Posted on 02/25/2013 6:57:30 AM PST by ubipetrusest

[Someone]brought my attention to the [recent] tug of war ... over the legacy of Dorothy Day ... between pro and anti-capitalists. The Catholic Worker has criticized both the NY Times and Fr. Robert Sirico of the Acton Institute on Day-related matters. Liberals can’t claim her ... because she was anti-abortion and loyal to Church teaching, obviously never having gone the way of radical disobedient feminism. But conservatives and libertarians can’t claim her either because she rejected capitalism....

Or did she? As best I can tell, she neither practiced it or preached it as a way of life....

If you don’t believe in “force and compulsion”, you believe – by logical necessity – that capitalism is at least permissible. At least capitalism as Fr. Sirico, Ron Paul and Murray Rothbard would define it, which is nothing more than private property + free exchange of goods and services. No capitalist along these lines ... could or likely would raise any objection to voluntary collectivist projects such as workers cooperatives or agricultural communes. Voluntary Distributism, which Day supported in her writings, is capitalism.

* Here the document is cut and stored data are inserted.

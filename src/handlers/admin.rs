//! `/v1/admin/*` — reembed, clear, list, provider-key CRUD, debug-storage
//! (spec §6). Gated on `X-Admin-Secret` matching the server's configured
//! secret, or on the caller authenticating with a memory key prefixed
//! `mk_admin` — so an operator can mint an admin-scoped key through the
//! same auth path every other request uses instead of distributing the
//! process-wide secret.

use axum::extract::{Query, State};
use axum::http::HeaderMap;
use axum::response::{IntoResponse, Response};
use axum::Json;
use memoryrouter_core::error::RouterError;
use memoryrouter_core::providers::ProviderCredential;
use memoryrouter_core::types::ProviderTag;
use serde::Deserialize;
use serde_json::json;

use crate::handlers::common::extract_memory_key_headers;
use crate::http_error::ApiError;
use crate::state::AppState;

/// Checks `X-Admin-Secret` first so a misconfigured/missing secret doesn't
/// force every admin call through the full memory-key auth path; falls back
/// to the normal authenticate-then-check-prefix route otherwise.
fn require_admin(state: &AppState, headers: &HeaderMap) -> Result<(), ApiError> {
    if let Some(secret) = &state.admin_secret {
        let supplied = headers.get("x-admin-secret").and_then(|v| v.to_str().ok());
        if supplied == Some(secret.as_str()) {
            return Ok(());
        }
    }
    let (bearer, x_api_key, x_memory_key) = extract_memory_key_headers(headers);
    let auth = state.engine.authenticate(bearer.as_deref(), x_api_key.as_deref(), x_memory_key.as_deref())?;
    if auth.memory_key.starts_with("mk_admin") {
        return Ok(());
    }
    Err(RouterError::AuthInvalid.into())
}

#[derive(Deserialize)]
pub struct ListQuery {
    user_id: Option<String>,
}

pub async fn list(State(state): State<AppState>, headers: HeaderMap, Query(q): Query<ListQuery>) -> Result<Response, ApiError> {
    require_admin(&state, &headers)?;
    let rows = state.engine.store.list_memory_keys(q.user_id.as_deref())?;
    let keys: Vec<_> = rows
        .into_iter()
        .map(|(memory_key, user_id, active)| json!({ "memory_key": memory_key, "user_id": user_id, "active": active }))
        .collect();
    Ok((axum::http::StatusCode::OK, Json(json!({ "memory_keys": keys }))).into_response())
}

#[derive(Deserialize)]
pub struct ClearBody {
    memory_key: String,
}

pub async fn clear(State(state): State<AppState>, headers: HeaderMap, Json(body): Json<ClearBody>) -> Result<Response, ApiError> {
    require_admin(&state, &headers)?;
    state.engine.clear_memory_key(&body.memory_key)?;
    Ok((axum::http::StatusCode::OK, Json(json!({ "cleared": body.memory_key }))).into_response())
}

pub async fn reembed(State(state): State<AppState>, headers: HeaderMap) -> Result<Response, ApiError> {
    require_admin(&state, &headers)?;
    let report = state.engine.reembed_all().await?;
    Ok((
        axum::http::StatusCode::OK,
        Json(json!({
            "reembedded": report.reembedded,
            "dimension_mismatches": report.dimension_mismatches,
            "failed": report.failed,
        })),
    )
        .into_response())
}

pub async fn debug_storage(State(state): State<AppState>, headers: HeaderMap) -> Result<Response, ApiError> {
    require_admin(&state, &headers)?;
    Ok((
        axum::http::StatusCode::OK,
        Json(json!({ "vault_count": state.engine.vaults.vault_count() })),
    )
        .into_response())
}

#[derive(Deserialize)]
pub struct ProviderKeyBody {
    user_id: String,
    provider: String,
    api_key: Option<String>,
    azure_endpoint: Option<String>,
}

/// `POST /v1/admin/provider-keys`: upsert a provider key for `user_id`.
pub async fn upsert_provider_key(State(state): State<AppState>, headers: HeaderMap, Json(body): Json<ProviderKeyBody>) -> Result<Response, ApiError> {
    require_admin(&state, &headers)?;
    let tag = ProviderTag::from_tag(&body.provider).ok_or_else(|| RouterError::Validation(format!("unknown provider {}", body.provider)))?;
    let api_key = body.api_key.ok_or_else(|| RouterError::Validation("missing api_key".into()))?;
    let mut cred = ProviderCredential::new(api_key);
    cred.azure_endpoint = body.azure_endpoint;
    state.engine.store.upsert_provider_key(&body.user_id, tag, &cred)?;
    Ok((axum::http::StatusCode::OK, Json(json!({ "stored": true }))).into_response())
}

/// `DELETE /v1/admin/provider-keys`: same body shape, `api_key` ignored.
pub async fn delete_provider_key(State(state): State<AppState>, headers: HeaderMap, Json(body): Json<ProviderKeyBody>) -> Result<Response, ApiError> {
    require_admin(&state, &headers)?;
    let tag = ProviderTag::from_tag(&body.provider).ok_or_else(|| RouterError::Validation(format!("unknown provider {}", body.provider)))?;
    state.engine.store.delete_provider_key(&body.user_id, tag)?;
    Ok((axum::http::StatusCode::OK, Json(json!({ "deleted": true }))).into_response())
}

#[cfg(test)]
mod tests {
    use super::*;

    #[test]
    fn admin_prefix_check_matches_mk_admin_keys() {
        assert!("mk_admin_abc123".starts_with("mk_admin"));
        assert!(!"mk_regularkey".starts_with("mk_admin"));
    }
}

At any rate it is evident that Day’s conception of “social justice” had little if anything to do with the modern conception on both the Catholic and secular left. If she rejected a “bountiful Uncle Sam”, what would she say about Uncle Barry? The practice of taxation and redistribution rests upon “force and compulsion”, which doesn’t magically become something else because the man with the gun to your head is wearing a badge.

I’m probably not as radical as Day, since I believe in minimal taxation for a minimalist state. I also think that she and her comrades did not fully understand the extent to which free-market capitalism would and actually did raise the standard of living for the poor.

(Excerpt) Read more at the-american-catholic.com ...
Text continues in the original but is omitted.